Your assignment:
An exact copy of every record is required.

+++

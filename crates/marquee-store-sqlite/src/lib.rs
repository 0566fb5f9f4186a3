//! SQLite backend for the Marquee event warehouse.
//!
//! Wraps [`tokio_rusqlite`] so all database access runs on a dedicated thread
//! without blocking the async runtime. Each batch load runs inside one
//! `IMMEDIATE` transaction, which also serialises concurrent writers on the
//! venue dimension.

mod encode;
mod schema;
mod store;

pub mod error;

pub use error::{Error, Result};
pub use store::SqliteStore;

#[cfg(test)]
mod tests;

+++

Written solution:
filename crates/marquee-store-sqlite/src/lib.rs
repository 0566fb5f9f4186a3
//! SQLite backend for the Marquee event warehouse.
//!
//! Wraps [`tokio_rusqlite`] so all database access runs on a dedicated thread
//! without blocking the async runtime. Each batch load runs inside one
//! `IMMEDIATE` transaction, which also serialises concurrent writers on the
//! venue dimension.

mod encode;
mod schema;
mod store;

pub mod error;

pub use error::{Error, Result};
pub use store::SqliteStore;

#[cfg(test)]
mod tests;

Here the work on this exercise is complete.